Appellate judges order fired lesbian teachers restored to their jobs because they were consenting adults and no students saw them making whoopee
What could possibly be wrong with one partially undressed teacher having her head up between the legs of another partially undressed teacher in a darkened classroom? Apparently nothing in the eyes of some judges. The appellate division of the State Supreme Court in Manhattan overturned their firing by a stuffy Victorian NYC school board.
COURT ORDERS REHIRING OF 2 BROOKLYN TEACHERS IN MISCONDUCT CASE
By Ariel Kaminer
The New York Times
March 21, 2014
It was a November night in 2009 when Alina Brito, a Spanish teacher at James Madison High School in Brooklyn, and Cindy Mauro, a French teacher there, went out with a colleague to a neighborhood restaurant for dinner, and a cocktail or two.
They returned to watch a student musical performance in the auditorium, but they did not stay long. Before the first intermission, Ms. Brito and Ms. Mauro left the show, walking up two flights to Room 337, a classroom Ms. Mauro often taught in.
“They had left the door to the room unlocked, and the lights were out. What were they doing?” asked a judge in an animated court ruling in 2012.
A custodian heard noises, peered inside and, he said, saw a woman on the floor, topless. He alerted security. A school safety agent then barged into the room, the judge wrote, and “saw a brunette woman (Brito is dark haired) completely naked, lying on the floor” and “a blond woman (Mauro is light haired) also naked on top of the brunette.”
They instantly became the most famous teachers in New York City, winning their school the tabloid nickname of “Horndog High.” But though it all might have sounded like the stuff of overheated high school fantasy, it had some very grown-up consequences: They were fired.
Their case has gone through a series of twists, the latest this week, when an appeals court ruled, more than four years after the episode, that Ms. Brito and Ms. Mauro must be put back on the city’s payroll.
Given that they were consenting adults, that no students were harmed as a result of their actions and that they broke no laws, the appellate division of the State Supreme Court in Manhattan ruled that terminating their employment was “shockingly disproportionate” to the misconduct. Their “behavior demonstrated a lapse in judgment,” it continued, but “there is no evidence that this incident was anything but a one-time mistake.”
The five-judge panel added, “Indeed, lesser penalties have been imposed where a teacher had an ongoing relationship or engaged in inappropriate behavior with a student.”

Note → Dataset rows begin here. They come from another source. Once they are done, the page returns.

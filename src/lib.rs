//! RideCare - Terminal-based vehicle maintenance tracker
//!
//! This library provides the core functionality for the RideCare command
//! line tool. It keeps a registry of vehicles, a catalogue of service types
//! with recurrence intervals, and the service records performed on each
//! vehicle, and derives for every record whether its next service is
//! overdue, due soon or upcoming.
//!
//! # Architecture
//!
//! The crate is organized into the following modules:
//!
//! - `config`: Configuration and path management
//! - `error`: Custom error types
//! - `models`: Core data models (vehicles, service types, service records)
//! - `storage`: JSON file storage layer
//! - `services`: Business logic layer (status, detail views, history)
//! - `audit`: Audit logging system
//! - `export`: CSV export
//! - `display`: Terminal formatting
//! - `cli`: Command handlers
//!
//! # Example
//!
//! ```rust,ignore
//! use chrono::Utc;
//! use ridecare::config::paths::RideCarePaths;
//! use ridecare::services::ServiceRecordService;
//! use ridecare::storage::Storage;
//!
//! let storage = Storage::open(RideCarePaths::new()?)?;
//! let overdue = ServiceRecordService::new(&storage).overdue(Utc::now())?;
//! ```

pub mod audit;
pub mod cli;
pub mod config;
pub mod display;
pub mod error;
pub mod export;
pub mod models;
pub mod services;
pub mod storage;

pub use error::{RideCareError, RideCareResult};
//! Service record service
//!
//! Records maintenance events and answers the questions asked of them:
//! what is overdue, what falls due soon, what a vehicle's history looks
//! like. Every status-bearing query takes `now` from the caller.

use std::io::Write;

use chrono::{DateTime, NaiveDate, NaiveDateTime, Utc};
use tracing::{debug, info, warn};

use crate::audit::EntityType;
use crate::error::{RideCareError, RideCareResult};
use crate::export::csv::write_service_records_csv;
use crate::models::{ServiceRecord, ServiceRecordId, ServiceTypeId, VehicleId};
use crate::storage::Storage;

use super::detail::{build_history, detail_view, detail_views, ServiceHistory, ServiceRecordDetail};

/// Service for recording and querying maintenance events
pub struct ServiceRecordService<'a> {
    storage: &'a Storage,
}

impl<'a> ServiceRecordService<'a> {
    /// Create a new service record service
    pub fn new(storage: &'a Storage) -> Self {
        Self { storage }
    }

    /// Record a service performed on a vehicle
    ///
    /// The next-due date is fixed here from the service type's current
    /// interval.
    pub fn create(
        &self,
        vehicle_id: VehicleId,
        service_type_id: ServiceTypeId,
        service_date: DateTime<Utc>,
        notes: Option<String>,
    ) -> RideCareResult<ServiceRecord> {
        let vehicle = self
            .storage
            .vehicles
            .get(vehicle_id)?
            .ok_or_else(|| RideCareError::vehicle_not_found(vehicle_id.to_string()))?;

        let service_type = self
            .storage
            .service_types
            .get(service_type_id)?
            .ok_or_else(|| RideCareError::service_type_not_found(service_type_id.to_string()))?;

        let record = ServiceRecord::new(vehicle.id, &service_type, service_date, notes)
            .map_err(|e| {
                warn!(vehicle = %vehicle.vehicle_number, error = %e, "rejected service record");
                RideCareError::Validation(e.to_string())
            })?;

        self.storage.service_records.upsert(record.clone())?;
        self.storage.service_records.save()?;

        self.storage.log_create(
            EntityType::ServiceRecord,
            record.id.to_string(),
            Some(format!("{} / {}", vehicle.vehicle_number, service_type.name)),
            &record,
        )?;

        info!(
            record_id = %record.id,
            vehicle = %vehicle.vehicle_number,
            service_type = %service_type.name,
            next_due = %record.next_service_date,
            "recorded service"
        );
        Ok(record)
    }

    /// Get a single record as a detail view
    pub fn get_detail(
        &self,
        id: ServiceRecordId,
        now: DateTime<Utc>,
    ) -> RideCareResult<ServiceRecordDetail> {
        let record = self
            .storage
            .service_records
            .get(id)?
            .ok_or_else(|| RideCareError::service_record_not_found(id.to_string()))?;

        detail_view(&record, self.storage, now)
    }

    /// All records ordered by next-due date, paginated, as detail views
    pub fn list_details(
        &self,
        skip: usize,
        limit: usize,
        now: DateTime<Utc>,
    ) -> RideCareResult<Vec<ServiceRecordDetail>> {
        let records = self.storage.service_records.get_page(skip, limit)?;
        debug!(skip, limit, count = records.len(), "listing service records");
        detail_views(&records, self.storage, now)
    }

    /// Records whose next-due date has passed
    pub fn overdue(&self, now: DateTime<Utc>) -> RideCareResult<Vec<ServiceRecordDetail>> {
        let records = self.storage.service_records.get_overdue(now)?;
        detail_views(&records, self.storage, now)
    }

    /// Records falling due within `days_ahead` days of `now`
    pub fn upcoming(
        &self,
        days_ahead: u32,
        now: DateTime<Utc>,
    ) -> RideCareResult<Vec<ServiceRecordDetail>> {
        let records = self.storage.service_records.get_upcoming(now, days_ahead)?;
        detail_views(&records, self.storage, now)
    }

    /// A vehicle's full service history, most recent service first
    pub fn history(
        &self,
        vehicle_id: VehicleId,
        now: DateTime<Utc>,
    ) -> RideCareResult<ServiceHistory> {
        let vehicle = self
            .storage
            .vehicles
            .get(vehicle_id)?
            .ok_or_else(|| RideCareError::vehicle_not_found(vehicle_id.to_string()))?;

        let records = self.storage.service_records.get_by_vehicle(vehicle_id)?;
        build_history(&vehicle, &records, self.storage, now)
    }

    /// Write up to `limit` records, soonest due first, as CSV
    ///
    /// Returns the number of data rows written.
    pub fn export_csv<W: Write>(
        &self,
        writer: W,
        limit: usize,
        now: DateTime<Utc>,
    ) -> RideCareResult<usize> {
        let details = self.list_details(0, limit, now)?;
        write_service_records_csv(writer, &details)?;
        info!(rows = details.len(), "exported service records");
        Ok(details.len())
    }

    /// Write one vehicle's history as CSV
    ///
    /// Returns the number of data rows written.
    pub fn export_vehicle_csv<W: Write>(
        &self,
        vehicle_id: VehicleId,
        writer: W,
        now: DateTime<Utc>,
    ) -> RideCareResult<usize> {
        let history = self.history(vehicle_id, now)?;
        write_service_records_csv(writer, &history.service_records)?;
        info!(
            vehicle = %history.vehicle.vehicle_number,
            rows = history.service_records.len(),
            "exported vehicle service history"
        );
        Ok(history.service_records.len())
    }
}

/// Parse a service date given on the command line
///
/// Accepts `YYYY-MM-DD` (midnight UTC), `YYYY-MM-DD HH:MM:SS`,
/// `YYYY-MM-DDTHH:MM:SS` and full RFC 3339 timestamps.
pub fn parse_service_date(input: &str) -> RideCareResult<DateTime<Utc>> {
    let input = input.trim();

    if let Ok(dt) = DateTime::parse_from_rfc3339(input) {
        return Ok(dt.with_timezone(&Utc));
    }

    for format in ["%Y-%m-%d %H:%M:%S", "%Y-%m-%dT%H:%M:%S"] {
        if let Ok(naive) = NaiveDateTime::parse_from_str(input, format) {
            return Ok(naive.and_utc());
        }
    }

    NaiveDate::parse_from_str(input, "%Y-%m-%d")
        .ok()
        .and_then(|date| date.and_hms_opt(0, 0, 0))
        .map(|naive| naive.and_utc())
        .ok_or_else(|| {
            RideCareError::Validation(format!(
                "Invalid service date '{}'. Use YYYY-MM-DD or YYYY-MM-DD HH:MM:SS",
                input
            ))
        })
}

#[cfg(test)]
mod tests {
    use super::*;
    use crate::config::paths::RideCarePaths;
    use crate::models::{ServiceStatus, ServiceType, Vehicle};
    use chrono::{Duration, TimeZone};
    use tempfile::TempDir;

    struct Fixture {
        _temp: TempDir,
        storage: Storage,
        vehicle: Vehicle,
        oil: ServiceType,
        tires: ServiceType,
    }

    fn now() -> DateTime<Utc> {
        Utc.with_ymd_and_hms(2025, 6, 15, 12, 0, 0).unwrap()
    }

    fn setup() -> Fixture {
        let temp_dir = TempDir::new().unwrap();
        let paths = RideCarePaths::with_base_dir(temp_dir.path().to_path_buf());
        let storage = Storage::open(paths).unwrap();

        let vehicle = Vehicle::new("KA-01-1234", "Asha Rao", "Honda City");
        let oil = ServiceType::new("Oil Change", 90);
        let tires = ServiceType::new("Tire Rotation", 180);
        storage.vehicles.upsert(vehicle.clone()).unwrap();
        storage.service_types.upsert(oil.clone()).unwrap();
        storage.service_types.upsert(tires.clone()).unwrap();

        Fixture {
            _temp: temp_dir,
            storage,
            vehicle,
            oil,
            tires,
        }
    }

    #[test]
    fn test_create_computes_next_due() {
        let f = setup();
        let service = ServiceRecordService::new(&f.storage);
        let date = now() - Duration::days(10);

        let record = service
            .create(f.vehicle.id, f.oil.id, date, Some("  synthetic  ".into()))
            .unwrap();

        assert_eq!(record.next_service_date, date + Duration::days(90));
        assert_eq!(record.notes.as_deref(), Some("synthetic"));
        assert_eq!(f.storage.service_records.count().unwrap(), 1);
    }

    #[test]
    fn test_create_blank_notes_stored_as_none() {
        let f = setup();
        let service = ServiceRecordService::new(&f.storage);

        let record = service
            .create(f.vehicle.id, f.oil.id, now(), Some("   ".into()))
            .unwrap();
        assert!(record.notes.is_none());
    }

    #[test]
    fn test_create_missing_references() {
        let f = setup();
        let service = ServiceRecordService::new(&f.storage);

        let err = service
            .create(VehicleId::new(), f.oil.id, now(), None)
            .unwrap_err();
        assert!(err.is_not_found());

        let err = service
            .create(f.vehicle.id, ServiceTypeId::new(), now(), None)
            .unwrap_err();
        assert!(err.is_not_found());

        assert_eq!(f.storage.service_records.count().unwrap(), 0);
    }

    #[test]
    fn test_list_details_ordered_and_paginated() {
        let f = setup();
        let service = ServiceRecordService::new(&f.storage);
        // Due in 170, 80 and 20 days
        service
            .create(f.vehicle.id, f.tires.id, now() - Duration::days(10), None)
            .unwrap();
        service
            .create(f.vehicle.id, f.oil.id, now() - Duration::days(10), None)
            .unwrap();
        service
            .create(f.vehicle.id, f.oil.id, now() - Duration::days(70), None)
            .unwrap();

        let all = service.list_details(0, 100, now()).unwrap();
        let days: Vec<_> = all.iter().map(|d| d.days_until_due).collect();
        assert_eq!(days, vec![20, 80, 170]);

        let page = service.list_details(1, 1, now()).unwrap();
        assert_eq!(page.len(), 1);
        assert_eq!(page[0].days_until_due, 80);

        assert!(service.list_details(5, 10, now()).unwrap().is_empty());
    }

    #[test]
    fn test_overdue_and_upcoming_bounds() {
        let f = setup();
        let service = ServiceRecordService::new(&f.storage);
        // Overdue by 5 days
        service
            .create(f.vehicle.id, f.oil.id, now() - Duration::days(95), None)
            .unwrap();
        // Due in exactly 30 days
        service
            .create(f.vehicle.id, f.oil.id, now() - Duration::days(60), None)
            .unwrap();
        // Due in 31 days
        service
            .create(f.vehicle.id, f.oil.id, now() - Duration::days(59), None)
            .unwrap();

        let overdue = service.overdue(now()).unwrap();
        assert_eq!(overdue.len(), 1);
        assert_eq!(overdue[0].status, ServiceStatus::Overdue);
        assert_eq!(overdue[0].days_until_due, -5);

        let upcoming = service.upcoming(30, now()).unwrap();
        assert_eq!(upcoming.len(), 1);
        assert_eq!(upcoming[0].days_until_due, 30);

        assert_eq!(service.upcoming(31, now()).unwrap().len(), 2);
        assert!(service.upcoming(0, now()).unwrap().is_empty());
    }

    #[test]
    fn test_due_exactly_now_is_upcoming_not_overdue() {
        let f = setup();
        let service = ServiceRecordService::new(&f.storage);
        service
            .create(f.vehicle.id, f.oil.id, now() - Duration::days(90), None)
            .unwrap();

        assert!(service.overdue(now()).unwrap().is_empty());
        let upcoming = service.upcoming(0, now()).unwrap();
        assert_eq!(upcoming.len(), 1);
        assert_eq!(upcoming[0].status, ServiceStatus::Due);
    }

    #[test]
    fn test_history_most_recent_first() {
        let f = setup();
        let service = ServiceRecordService::new(&f.storage);
        let older = service
            .create(f.vehicle.id, f.oil.id, now() - Duration::days(100), None)
            .unwrap();
        let newer = service
            .create(f.vehicle.id, f.tires.id, now() - Duration::days(5), None)
            .unwrap();

        let history = service.history(f.vehicle.id, now()).unwrap();
        let ids: Vec<_> = history.service_records.iter().map(|d| d.id).collect();
        assert_eq!(ids, vec![newer.id, older.id]);
        assert_eq!(history.vehicle.id, f.vehicle.id);
    }

    #[test]
    fn test_history_missing_vehicle() {
        let f = setup();
        let service = ServiceRecordService::new(&f.storage);

        assert!(service.history(VehicleId::new(), now()).unwrap_err().is_not_found());
    }

    #[test]
    fn test_get_detail() {
        let f = setup();
        let service = ServiceRecordService::new(&f.storage);
        let record = service.create(f.vehicle.id, f.oil.id, now(), None).unwrap();

        let detail = service.get_detail(record.id, now()).unwrap();
        assert_eq!(detail.service_type_name, "Oil Change");
        assert!(service
            .get_detail(ServiceRecordId::new(), now())
            .unwrap_err()
            .is_not_found());
    }

    #[test]
    fn test_export_csv_counts_rows() {
        let f = setup();
        let service = ServiceRecordService::new(&f.storage);
        for days in [10, 20, 30] {
            service
                .create(f.vehicle.id, f.oil.id, now() - Duration::days(days), None)
                .unwrap();
        }

        let mut out = Vec::new();
        assert_eq!(service.export_csv(&mut out, 2, now()).unwrap(), 2);
        let text = String::from_utf8(out).unwrap();
        assert_eq!(text.lines().count(), 3);

        let mut out = Vec::new();
        assert_eq!(
            service.export_vehicle_csv(f.vehicle.id, &mut out, now()).unwrap(),
            3
        );
        assert!(service
            .export_vehicle_csv(VehicleId::new(), Vec::new(), now())
            .unwrap_err()
            .is_not_found());
    }

    #[test]
    fn test_parse_service_date() {
        let midnight = Utc.with_ymd_and_hms(2025, 3, 1, 0, 0, 0).unwrap();
        assert_eq!(parse_service_date("2025-03-01").unwrap(), midnight);

        let afternoon = Utc.with_ymd_and_hms(2025, 3, 1, 14, 30, 5).unwrap();
        assert_eq!(parse_service_date("2025-03-01 14:30:05").unwrap(), afternoon);
        assert_eq!(parse_service_date("2025-03-01T14:30:05").unwrap(), afternoon);
        assert_eq!(
            parse_service_date("2025-03-01T16:30:05+02:00").unwrap(),
            afternoon
        );

        assert!(parse_service_date("01/03/2025").unwrap_err().is_validation());
        assert!(parse_service_date("2025-02-30").is_err());
    }
}
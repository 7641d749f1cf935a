//! Core data models for RideCare
//!
//! This module contains the data structures of the maintenance domain:
//! vehicles, service types, service records and derived statuses.

pub mod ids;
pub mod service_record;
pub mod service_type;
pub mod status;
pub mod vehicle;

pub use ids::{ServiceRecordId, ServiceTypeId, VehicleId};
pub use service_record::ServiceRecord;
pub use service_type::ServiceType;
pub use status::ServiceStatus;
pub use vehicle::Vehicle;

During the initial arbitration process, Ms. Brito and Ms. Mauro argued that there had been no impropriety whatsoever. Ms. Brito — who had required medical attention in the past — said she was suffering from reactive hypoglycemia, and Ms. Mauro was attending to her by laying her down, getting her sugar packets and elevating her feet, they said. Other than a sweater, which had been repurposed as a pillow for Ms. Brito, they said they were both fully dressed. They lost.
When they appealed their dismissal in court, the judge overseeing Ms. Brito’s case ruled that her offense did not warrant termination. The judge also ruled that Ms. Brito had been deprived of due process, because a surveillance tape showing the hallway outside the classroom, which could have shed light on the witnesses’ account, had been erased.
The judge overseeing Ms. Mauro’s case came to the opposite conclusion, however, upholding the arbitrator’s decision that she should be fired.
Barring an appeal, this week’s ruling, reported Friday by The New York Post, means both teachers’ cases will be sent back to arbitration for a lesser penalty, which could include a reprimand, suspension or fine.
In a statement, the city’s Law Department said lawyers were considering their options.
Both women are off the payroll, though they are likely to receive back pay if the ruling stands. An Education Department spokesman could not say if the teachers would be allowed back into classrooms.
Michael A. Valentin, a lawyer for the women, did not respond to messages left Friday.
1 comment:
This incident appears to have taken place during non-school hours and did not involve any student interacting with the adults, or even viewing their activities. I am inclined to agree with the judge.